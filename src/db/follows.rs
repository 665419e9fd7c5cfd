//! Directed follow graph

use diesel::prelude::*;
use diesel::sql_types::BigInt;

use super::diesel_schema::follows;
use super::models::{current_timestamp, Follow, NewFollow};
use super::users::{adjust_follow_counters, ensure_user};
use crate::error::{is_unique_violation, FeedError};

#[derive(QueryableByName)]
struct CountRow {
    #[diesel(sql_type = BigInt)]
    count: i64,
}

/// Whether `follower_id` follows `followee_id`
pub fn is_following(
    conn: &mut SqliteConnection,
    follower_id: i64,
    followee_id: i64,
) -> Result<bool, FeedError> {
    let count: i64 = follows::table
        .filter(follows::follower_id.eq(follower_id))
        .filter(follows::followee_id.eq(followee_id))
        .count()
        .get_result(conn)?;
    Ok(count > 0)
}

/// Number of users both `a` and `b` follow
pub fn common_followee_count(conn: &mut SqliteConnection, a: i64, b: i64) -> Result<i64, FeedError> {
    let row: CountRow = diesel::sql_query(
        "SELECT COUNT(*) AS count FROM follows f1 \
         JOIN follows f2 ON f1.followee_id = f2.followee_id \
         WHERE f1.follower_id = ? AND f2.follower_id = ?",
    )
    .bind::<BigInt, _>(a)
    .bind::<BigInt, _>(b)
    .get_result(conn)
    .map_err(|e| FeedError::TransientStore(format!("Common followee query failed: {}", e)))?;
    Ok(row.count)
}

/// Insert a follow edge and bump both counters
///
/// Unknown user ids are provisioned on the way. Must run inside a transaction.
pub fn create_follow(
    conn: &mut SqliteConnection,
    follower_id: i64,
    followee_id: i64,
) -> Result<Follow, FeedError> {
    if follower_id == followee_id {
        return Err(FeedError::Validation("users cannot follow themselves".into()));
    }
    ensure_user(conn, follower_id)?;
    ensure_user(conn, followee_id)?;

    let now = current_timestamp();
    diesel::insert_into(follows::table)
        .values(&NewFollow { follower_id, followee_id, created_at: &now })
        .execute(conn)
        .map_err(|e| {
            if is_unique_violation(&e) {
                FeedError::AlreadyFollowing { follower_id, followee_id }
            } else {
                FeedError::TransientStore(format!("Insert failed: {}", e))
            }
        })?;

    adjust_follow_counters(conn, follower_id, followee_id, 1)?;

    Ok(Follow {
        follower_id,
        followee_id,
        created_at: now,
    })
}

/// Remove a follow edge and decrement both counters
///
/// Must run inside a transaction.
pub fn delete_follow(
    conn: &mut SqliteConnection,
    follower_id: i64,
    followee_id: i64,
) -> Result<(), FeedError> {
    let deleted = diesel::delete(
        follows::table
            .filter(follows::follower_id.eq(follower_id))
            .filter(follows::followee_id.eq(followee_id)),
    )
    .execute(conn)?;

    if deleted == 0 {
        return Err(FeedError::NotFollowing { follower_id, followee_id });
    }

    adjust_follow_counters(conn, follower_id, followee_id, -1)
}

/// IDs the user follows
pub fn list_following(conn: &mut SqliteConnection, user_id: i64) -> Result<Vec<i64>, FeedError> {
    Ok(follows::table
        .filter(follows::follower_id.eq(user_id))
        .order(follows::followee_id.asc())
        .select(follows::followee_id)
        .load(conn)?)
}

/// IDs following the user
pub fn list_followers(conn: &mut SqliteConnection, user_id: i64) -> Result<Vec<i64>, FeedError> {
    Ok(follows::table
        .filter(follows::followee_id.eq(user_id))
        .order(follows::follower_id.asc())
        .select(follows::follower_id)
        .load(conn)?)
}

========================================================================

If a line of the records includes the string "BigInt", copy it out.

● Response area:
use diesel::sql_types::BigInt;
    #[diesel(sql_type = BigInt)]
    .bind::<BigInt, _>(a)
    .bind::<BigInt, _>(b)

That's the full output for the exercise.